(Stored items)
::::::
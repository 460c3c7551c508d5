// Adapters layer: concrete implementations of the domain ports for external systems.

pub mod google_auth;
pub mod google_sheets;
pub mod metabase;
pub mod sentiment;
pub mod storage;

pub use google_auth::{ServiceAccountAuth, ServiceAccountKey, TokenProvider};
pub use google_sheets::GoogleSheetsClient;
pub use metabase::MetabaseClient;
pub use sentiment::VaderScorer;
pub use storage::LocalStorage;
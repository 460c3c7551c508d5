use httpmock::prelude::*;
use lead_triage::adapters::google_auth::{ServiceAccountKey, SPREADSHEETS_SCOPE};
use lead_triage::domain::model::DateRange;
use lead_triage::{
    AppConfig, CsvExport, EtlEngine, EtlError, GoogleSheetsClient, LeadPipeline, LocalStorage,
    MetabaseClient, ServiceAccountAuth, SheetsPublisher, VaderScorer,
};
use chrono::NaiveDate;
use serde_json::json;
use std::io::Write;
use tempfile::{NamedTempFile, TempDir};

const TEST_PRIVATE_KEY: &str = include_str!("fixtures/test_rsa_key.pem");

fn range() -> DateRange {
    DateRange::new(
        NaiveDate::from_ymd_opt(2024, 5, 1).unwrap(),
        NaiveDate::from_ymd_opt(2024, 5, 8).unwrap(),
    )
    .unwrap()
}

fn config_for(server: &MockServer, credentials_path: &str) -> AppConfig {
    let content = json!({
        "metabase": {
            "url": server.base_url(),
            "username": "ops@example.com",
            "password": "secret"
        },
        "metabase_question_id": 77,
        "google_sheets": {
            "credentials_path": credentials_path,
            "spreadsheet_id": "sheet-abc"
        }
    })
    .to_string();
    AppConfig::from_json_str(&content).unwrap()
}

fn mock_metabase(server: &MockServer) -> (httpmock::Mock<'_>, httpmock::Mock<'_>) {
    let session = server.mock(|when, then| {
        when.method(POST).path("/api/session");
        then.status(200).json_body(json!({"id": "mb-session"}));
    });
    let query = server.mock(|when, then| {
        when.method(POST)
            .path("/api/card/77/query/json")
            .header("x-metabase-session", "mb-session")
            .body_contains("\"start_date\"")
            .body_contains("2024-05-08");
        then.status(200).json_body(json!([
            {"lead_id": 1, "customer_name": "Acme", "lead_type": "Inbound", "utm_source": "google",
             "application_status": "Applied", "last_clinician_response": "STOP"},
            {"lead_id": 2, "customer_name": "Acme", "lead_type": "Outbound", "utm_source": null,
             "application_status": "Applied", "last_clinician_response": "please call asap"},
            {"lead_id": 3, "customer_name": "Beta\u{7}", "lead_type": "Inbound", "utm_source": "meta",
             "application_status": "Pending", "last_clinician_response": "maybe later"},
            {"lead_id": 4, "customer_name": "Beta", "lead_type": "Inbound", "utm_source": "meta",
             "application_status": "Pending", "last_clinician_response": null}
        ]));
    });
    (session, query)
}

#[tokio::test]
async fn test_end_to_end_publish_to_google_sheets() {
    let server = MockServer::start();
    let (session_mock, query_mock) = mock_metabase(&server);

    let token_mock = server.mock(|when, then| {
        when.method(POST).path("/token");
        then.status(200)
            .json_body(json!({"access_token": "ya29.it", "token_type": "Bearer"}));
    });
    let titles_mock = server.mock(|when, then| {
        when.method(GET)
            .path("/v4/spreadsheets/sheet-abc")
            .header("authorization", "Bearer ya29.it");
        then.status(200).json_body(json!({
            "sheets": [
                {"properties": {"title": "Sheet1", "index": 0}},
                {"properties": {"title": "By Lead Type", "index": 1}}
            ]
        }));
    });
    let add_mock = server.mock(|when, then| {
        when.method(POST).path("/v4/spreadsheets/sheet-abc:batchUpdate");
        then.status(200).json_body(json!({"replies": [{}]}));
    });
    let clear_mock = server.mock(|when, then| {
        when.method(POST)
            .path_contains("/v4/spreadsheets/sheet-abc/values/")
            .path_contains(":clear");
        then.status(200).json_body(json!({}));
    });
    let primary_write_mock = server.mock(|when, then| {
        when.method(PUT)
            .path_contains("Sheet1")
            .header("authorization", "Bearer ya29.it")
            .json_body(json!({
                "range": "'Sheet1'!A1",
                "majorDimension": "ROWS",
                "values": [
                    ["lead_id", "customer_name", "lead_type", "utm_source", "application_status",
                     "last_clinician_response", "classification"],
                    [1, "Acme", "Inbound", "google", "Applied", "STOP", "Not Interested"],
                    [2, "Acme", "Outbound", "", "Applied", "please call asap", "Very Interested"],
                    [3, "Beta", "Inbound", "meta", "Pending", "maybe later", "Interested"],
                    [4, "Beta", "Inbound", "meta", "Pending", "", "Not Interested"]
                ]
            }));
        then.status(200).json_body(json!({"updatedRows": 5}));
    });
    let pivot_writes_mock = server.mock(|when, then| {
        when.method(PUT)
            .path_contains("By")
            .query_param("valueInputOption", "RAW")
            .body_contains("\"Not Interested\",\"Interested\",\"Very Interested\"");
        then.status(200).json_body(json!({"updatedRows": 3}));
    });

    let key = ServiceAccountKey {
        client_email: "reporter@project.iam.gserviceaccount.com".to_string(),
        private_key: TEST_PRIVATE_KEY.to_string(),
        private_key_id: None,
        token_uri: server.url("/token"),
    };
    let config = config_for(&server, "unused.json");
    let source = MetabaseClient::new(&config.metabase, &config.question_id);
    let auth = ServiceAccountAuth::new(key, SPREADSHEETS_SCOPE);
    let client = GoogleSheetsClient::with_base_url(
        auth,
        &config.google_sheets.spreadsheet_id,
        &server.base_url(),
    );
    let sink = SheetsPublisher::new(client, None);
    let engine = EtlEngine::new(LeadPipeline::new(source, sink, VaderScorer::new()));

    let summary = engine.run(range()).await.unwrap();

    assert_eq!(summary.rows, 4);
    assert_eq!(summary.publish.sheets_written, 6);
    session_mock.assert();
    query_mock.assert();
    token_mock.assert_hits(1);
    titles_mock.assert();
    // 只有不存在的 4 張樞紐表需要建立
    add_mock.assert_hits(4);
    clear_mock.assert_hits(6);
    primary_write_mock.assert();
    pivot_writes_mock.assert_hits(5);
}

#[tokio::test]
async fn test_end_to_end_csv_export() {
    let server = MockServer::start();
    let (_session, query_mock) = mock_metabase(&server);
    let temp_dir = TempDir::new().unwrap();
    let output_path = temp_dir.path().to_str().unwrap().to_string();

    let config = config_for(&server, "sa.json");
    let source = MetabaseClient::new(&config.metabase, &config.question_id);
    let sink = CsvExport::new(LocalStorage::new(output_path));
    let engine = EtlEngine::new(LeadPipeline::new(source, sink, VaderScorer::new()));

    let summary = engine.run(range()).await.unwrap();
    query_mock.assert();
    assert_eq!(summary.publish.sheets_written, 6);

    let by_source =
        std::fs::read_to_string(temp_dir.path().join("by_utm_source.csv")).unwrap();
    // utm_source 為 null 的資料不列入
    assert_eq!(
        by_source,
        "utm_source,Not Interested,Interested,Very Interested\n\
         google,1,0,0\n\
         meta,1,1,0\n"
    );

    let by_pair =
        std::fs::read_to_string(temp_dir.path().join("by_cust_lead_type.csv")).unwrap();
    assert_eq!(
        by_pair,
        "customer_name,lead_type,Not Interested,Interested,Very Interested\n\
         Acme,Inbound,1,0,0\n\
         Acme,Outbound,0,0,1\n\
         Beta,Inbound,1,1,0\n"
    );

    let raw = std::fs::read_to_string(temp_dir.path().join("raw_data.csv")).unwrap();
    assert_eq!(raw.lines().count(), 5);
    assert!(!raw.contains('\u{7}'));
}

#[tokio::test]
async fn test_metabase_auth_failure_publishes_nothing() {
    let server = MockServer::start();
    server.mock(|when, then| {
        when.method(POST).path("/api/session");
        then.status(401).body("Password did not match stored password.");
    });
    let temp_dir = TempDir::new().unwrap();
    let output_path = temp_dir.path().join("out").to_str().unwrap().to_string();

    let config = config_for(&server, "sa.json");
    let source = MetabaseClient::new(&config.metabase, &config.question_id);
    let sink = CsvExport::new(LocalStorage::new(output_path));
    let engine = EtlEngine::new(LeadPipeline::new(source, sink, VaderScorer::new()));

    let result = engine.run(range()).await;

    let err = result.unwrap_err();
    assert!(matches!(err, EtlError::AuthError { .. }));
    assert_eq!(err.severity().exit_code(), 3);
    assert!(!temp_dir.path().join("out").exists());
}

#[tokio::test]
async fn test_missing_response_column_is_schema_error() {
    let server = MockServer::start();
    server.mock(|when, then| {
        when.method(POST).path("/api/session");
        then.status(200).json_body(json!({"id": "mb-session"}));
    });
    server.mock(|when, then| {
        when.method(POST).path("/api/card/77/query/json");
        then.status(200)
            .json_body(json!([{"customer_name": "Acme", "lead_type": "Inbound"}]));
    });
    let temp_dir = TempDir::new().unwrap();

    let config = config_for(&server, "sa.json");
    let source = MetabaseClient::new(&config.metabase, &config.question_id);
    let sink = CsvExport::new(LocalStorage::new(
        temp_dir.path().to_str().unwrap().to_string(),
    ));
    let engine = EtlEngine::new(LeadPipeline::new(source, sink, VaderScorer::new()));

    let err = engine.run(range()).await.unwrap_err();
    assert!(matches!(
        err,
        EtlError::SchemaError { ref field, .. } if field == "last_clinician_response"
    ));
    assert!(!temp_dir.path().join("raw_data.csv").exists());
}

#[test]
fn test_service_account_key_file_round_trip() {
    let mut key_file = NamedTempFile::new().unwrap();
    let content = json!({
        "type": "service_account",
        "project_id": "demo",
        "private_key_id": "abc123",
        "private_key": TEST_PRIVATE_KEY,
        "client_email": "reporter@demo.iam.gserviceaccount.com",
        "token_uri": "https://oauth2.googleapis.com/token"
    });
    key_file
        .write_all(content.to_string().as_bytes())
        .unwrap();

    let auth = ServiceAccountAuth::from_key_file(key_file.path()).unwrap();
    assert_eq!(auth.client_email(), "reporter@demo.iam.gserviceaccount.com");
    assert!(auth.assertion(chrono::Utc::now()).is_ok());
}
::::::
### Problem requirements
Pull out all lines from the entries above that include the word "values".

### Output
            .path_contains("/v4/spreadsheets/sheet-abc/values/")
                "values": [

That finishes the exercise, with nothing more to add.